Algunas fotografías de los periódicos de Madrid conservan el elocuente recuerdo de la falta de disciplina de los milicianos. En una ocasión era la fotografía de matrimonios contraídos en las líneas de frente de la Sierra entre milicianos y milicianas, parejas combatientes de las que cabe sospechar que estarían mejor dispuestas para el goce de su felicidad que para hacerse matar en primera línea. En otra ocasión se mostraba a los milicianos de Navalperal otorgando, por su propia voluntad, el grado de general al comandante Mangada, hombre exaltado más rico en buenas intenciones que en conocimientos estratégicos.
Sucedieron al principio otros hechos más graves: dispuestas a aprovechar la estupenda ocasión que se presentaba, todas las mujeres de vida alegre –que la guerra condenaba al paro– desaparecieron de la capital y se infiltraron entre otras que, con un respetable sentimiento y una sincera fe luchaban en el frente en las filas de los milicianos. Es imaginable, en consecuencia, el desenfreno que reinaba en el frente y numerosos combatientes tuvieron que ser hospitalizados.
Se comprende que las llamadas al orden y a la disciplina hayan sido el estribillo de todos los discursos de los hombres con alguna responsabilidad. Los diarios obreros la repetían sin cesar.
Incluso se oía en la boca de los anarquistas. En su emisión radiofónica diaria, la radio de la C.N.T. y de la F.A.I. todavía repetía, el 4 de octubre: «¡Los fusiles, al frente!
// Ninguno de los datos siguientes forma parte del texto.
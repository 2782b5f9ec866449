//! User settings consumed by the session engine.

use std::fmt;

use serde::{Deserialize, Serialize};

use crate::series::SeriesType;

/// When the engine asks the user for an RPE after completing a series.
#[derive(Debug, Clone, Copy, PartialEq, Eq, Default, Serialize, Deserialize)]
#[serde(rename_all = "snake_case")]
pub enum RpePolicy {
    /// After every working set.
    #[default]
    Always,
    /// Never; the planned RPE is recorded as-is.
    Never,
    /// Only after the last working set of each exercise.
    Conditional,
}

impl RpePolicy {
    /// Decide whether a just-completed series must wait for an RPE.
    ///
    /// Warm-ups are never solicited.
    #[must_use]
    pub fn requires_capture(&self, series_type: SeriesType, is_last_working_set: bool) -> bool {
        if series_type.is_warm_up() {
            return false;
        }
        match self {
            Self::Always => true,
            Self::Never => false,
            Self::Conditional => is_last_working_set,
        }
    }

    #[must_use]
    pub const fn label(&self) -> &'static str {
        match self {
            Self::Always => "always",
            Self::Never => "never",
            Self::Conditional => "conditional",
        }
    }
}

impl fmt::Display for RpePolicy {
    fn fmt(&self, f: &mut fmt::Formatter<'_>) -> fmt::Result {
        f.write_str(self.label())
    }
}

/// Settings that shape a workout session.
#[derive(Debug, Clone, PartialEq, Eq, Serialize, Deserialize)]
#[serde(default)]
pub struct SessionSettings {
    pub rpe_policy: RpePolicy,
    /// Trigger haptic feedback on notable transitions.
    pub vibration: bool,
    /// Seconds added or removed by one rest adjustment tap.
    pub rest_adjust_step_seconds: u32,
}

impl Default for SessionSettings {
    fn default() -> Self {
        Self {
            rpe_policy: RpePolicy::default(),
            vibration: true,
            rest_adjust_step_seconds: 5,
        }
    }
}

impl SessionSettings {
    #[must_use]
    pub fn with_rpe_policy(mut self, policy: RpePolicy) -> Self {
        self.rpe_policy = policy;
        self
    }
}
//! Terminal tables for routines, validation reports and sessions.

use comfy_table::modifiers::{UTF8_ROUND_CORNERS, UTF8_SOLID_INNER_BORDERS};
use comfy_table::presets::{UTF8_FULL, UTF8_FULL_CONDENSED};
use comfy_table::{Attribute, Cell, CellAlignment, Color, ContentArrangement, Table};

use repset_core::{estimated_duration_seconds, total_series_count, working_series_count};
use repset_model::{Routine, RoutineSession, Series, SessionTotals, UnitType};
use repset_normalization::format_numeric;
use repset_validate::DraftReport;

/// Seconds as `m:ss`, or `h:mm:ss` from one hour up.
pub fn format_duration(seconds: u64) -> String {
    let (hours, minutes, secs) = (seconds / 3600, (seconds % 3600) / 60, seconds % 60);
    if hours > 0 {
        format!("{hours}:{minutes:02}:{secs:02}")
    } else {
        format!("{minutes}:{secs:02}")
    }
}

/// Short human form of a series, e.g. `80 kg x 8`.
pub fn describe_series(series: &Series) -> String {
    let load = (series.weight > 0.0).then(|| format!("{} kg", format_numeric(series.weight)));
    let measure = match series.unit_type {
        UnitType::RepsAndWeight | UnitType::Reps => {
            series.reps.map(|reps| format!("{reps} reps"))
        }
        UnitType::Time => series
            .duration
            .map(|d| format_duration(d.max(0.0).round() as u64)),
        UnitType::Distance => series
            .distance
            .map(|d| format!("{} m", format_numeric(d))),
    };
    match (load, measure) {
        (Some(load), Some(measure)) => format!("{load} x {measure}"),
        (Some(only), None) | (None, Some(only)) => only,
        (None, None) => "-".to_string(),
    }
}

pub fn routines_table(routines: &[Routine]) -> Table {
    let mut table = Table::new();
    table.set_header(vec![
        header_cell("Id"),
        header_cell("Title"),
        header_cell("Exercises"),
        header_cell("Series"),
        header_cell("Est. duration"),
    ]);
    apply_table_style(&mut table);
    align_column(&mut table, 2, CellAlignment::Right);
    align_column(&mut table, 3, CellAlignment::Right);
    align_column(&mut table, 4, CellAlignment::Right);
    for routine in routines {
        let total = total_series_count(&routine.exercises);
        let working = working_series_count(&routine.exercises);
        table.add_row(vec![
            dim_cell(&routine.id),
            Cell::new(&routine.title).add_attribute(Attribute::Bold),
            Cell::new(routine.exercises.len()),
            Cell::new(format!("{working}/{total}")),
            Cell::new(format_duration(estimated_duration_seconds(routine))),
        ]);
    }
    table
}

pub fn validation_table(reports: &[DraftReport]) -> Table {
    let mut table = Table::new();
    table.set_header(vec![
        header_cell("Exercise"),
        header_cell("Valid"),
        header_cell("Invalid"),
        header_cell("Status"),
        header_cell("Issues"),
    ]);
    apply_table_style(&mut table);
    align_column(&mut table, 1, CellAlignment::Right);
    align_column(&mut table, 2, CellAlignment::Right);
    align_column(&mut table, 3, CellAlignment::Center);
    for report in reports {
        let issues: Vec<String> = report
            .issues()
            .map(|(index, reason)| format!("#{}: {reason}", index + 1))
            .collect();
        let status = if report.can_save() {
            Cell::new("ok").fg(Color::Green).add_attribute(Attribute::Bold)
        } else {
            Cell::new("blocked")
                .fg(Color::Red)
                .add_attribute(Attribute::Bold)
        };
        table.add_row(vec![
            Cell::new(&report.exercise_name),
            Cell::new(report.valid_count()),
            count_cell(report.invalid_count(), Color::Yellow),
            status,
            if issues.is_empty() {
                dim_cell("-")
            } else {
                Cell::new(issues.join("\n"))
            },
        ]);
    }
    table
}

/// Exercises and series of a finished session.
pub fn session_table(session: &RoutineSession) -> Table {
    let mut table = Table::new();
    table.set_header(vec![
        header_cell("Exercise"),
        header_cell("Set"),
        header_cell("Performed"),
        header_cell("RPE"),
        header_cell("Note"),
    ]);
    apply_summary_table_style(&mut table);
    align_column(&mut table, 1, CellAlignment::Right);
    align_column(&mut table, 3, CellAlignment::Right);
    for exercise in &session.exercises {
        for (index, series) in exercise.series.iter().enumerate() {
            let name = if index == 0 {
                Cell::new(&exercise.name)
                    .fg(Color::Blue)
                    .add_attribute(Attribute::Bold)
            } else {
                Cell::new("")
            };
            let set = if series.is_warm_up() {
                dim_cell("W")
            } else {
                Cell::new(index + 1)
            };
            table.add_row(vec![
                name,
                set,
                Cell::new(describe_series(series)),
                if series.is_warm_up() {
                    dim_cell("-")
                } else {
                    Cell::new(series.rpe)
                },
                if series.note.is_empty() {
                    dim_cell("-")
                } else {
                    Cell::new(&series.note)
                },
            ]);
        }
    }
    table
}

pub fn totals_table(totals: &SessionTotals) -> Table {
    let mut table = Table::new();
    table.set_header(vec![header_cell("Time"), header_cell("Duration")]);
    apply_table_style(&mut table);
    align_column(&mut table, 1, CellAlignment::Right);
    let rows = [
        ("Preparation", totals.prep_seconds),
        ("Rest between series", totals.rest_series_seconds),
        ("Rest between exercises", totals.rest_between_exercises_seconds),
        ("Work (estimated)", totals.work_seconds),
    ];
    for (label, seconds) in rows {
        table.add_row(vec![Cell::new(label), Cell::new(format_duration(seconds))]);
    }
    table.add_row(vec![
        Cell::new("TOTAL")
            .fg(Color::Cyan)
            .add_attribute(Attribute::Bold),
        Cell::new(format_duration(totals.total_seconds)).add_attribute(Attribute::Bold),
    ]);
    table
}

pub fn history_table(sessions: &[RoutineSession]) -> Table {
    let mut table = Table::new();
    table.set_header(vec![
        header_cell("Date"),
        header_cell("Routine"),
        header_cell("Exercises"),
        header_cell("Series"),
        header_cell("Volume"),
        header_cell("Duration"),
    ]);
    apply_table_style(&mut table);
    for index in 2..6 {
        align_column(&mut table, index, CellAlignment::Right);
    }
    for session in sessions {
        let volume = session.volume();
        table.add_row(vec![
            Cell::new(session.date.format("%Y-%m-%d %H:%M")),
            Cell::new(&session.routine_title),
            Cell::new(session.exercise_count),
            Cell::new(session.series_count),
            if volume > 0.0 {
                Cell::new(format!("{} kg", format_numeric(volume)))
            } else {
                dim_cell("-")
            },
            Cell::new(format_duration(session.totals.total_seconds)),
        ]);
    }
    table
}

pub fn print_session_summary(session: &RoutineSession) {
    println!(
        "Session: {} ({})",
        session.routine_title,
        session.date.format("%Y-%m-%d %H:%M")
    );
    println!("{}", session_table(session));
    println!("{}", totals_table(&session.totals));
    if !session.muscles.is_empty() {
        println!("Muscles: {}", session.muscles.join(", "));
    }
    if !session.notes.is_empty() {
        println!("Notes:");
        for note in &session.notes {
            println!("- {note}");
        }
    }
}

pub fn apply_table_style(table: &mut Table) {
    table
        .load_preset(UTF8_FULL_CONDENSED)
        .apply_modifier(UTF8_ROUND_CORNERS)
        .set_content_arrangement(ContentArrangement::Dynamic)
        .set_width(120);
}

fn apply_summary_table_style(table: &mut Table) {
    table
        .load_preset(UTF8_FULL)
        .apply_modifier(UTF8_ROUND_CORNERS)
        .apply_modifier(UTF8_SOLID_INNER_BORDERS)
        .set_content_arrangement(ContentArrangement::Dynamic)
        .set_width(120);
}

fn align_column(table: &mut Table, index: usize, alignment: CellAlignment) {
    if let Some(column) = table.column_mut(index) {
        column.set_cell_alignment(alignment);
    }
}

fn count_cell(count: usize, color: Color) -> Cell {
    if count > 0 {
        Cell::new(count).fg(color).add_attribute(Attribute::Bold)
    } else {
        dim_cell(count)
    }
}

fn header_cell(label: &str) -> Cell {
    Cell::new(label)
        .fg(Color::Cyan)
        .add_attribute(Attribute::Bold)
}

fn dim_cell<T: ToString>(value: T) -> Cell {
    Cell::new(value).fg(Color::DarkGrey)
}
Nadie tiene derecho a pavonearse en la ciudad con armas que serían más útiles en otro lugar. ¡Apelamos a nuestros camaradas!».
Pero estas llamadas al orden nunca tuvieron mucho éxito ya que la C.N.T. tuvo de nuevo que publicar, el 22 de octubre, la siguiente nota que describe con bastante fidelidad la actitud de las milicias:
¡Hay demasiados bares y cafés en retaguardia; demasiados autos y servicios de guardia; demasiados jóvenes que se pavonean al sol; demasiados vividores que sabotean la revolución; demasiados restaurantes superfluos; demasiada gente que tiene por misión hacer rápidos viajes turísticos; demasiados vagos y desocupados; demasiados milicianos que jamás han militado!
Es un discurso elocuente. Claro que la paga de diez pesetas diarias abonada a los milicianos y milicianas, el hecho de poder presumir en la ciudad y, para algunos, el saqueo y la venganza, eran carnaza suficiente para atraer a las milicias a mucha gente que tenía que haber estado en la cárcel.”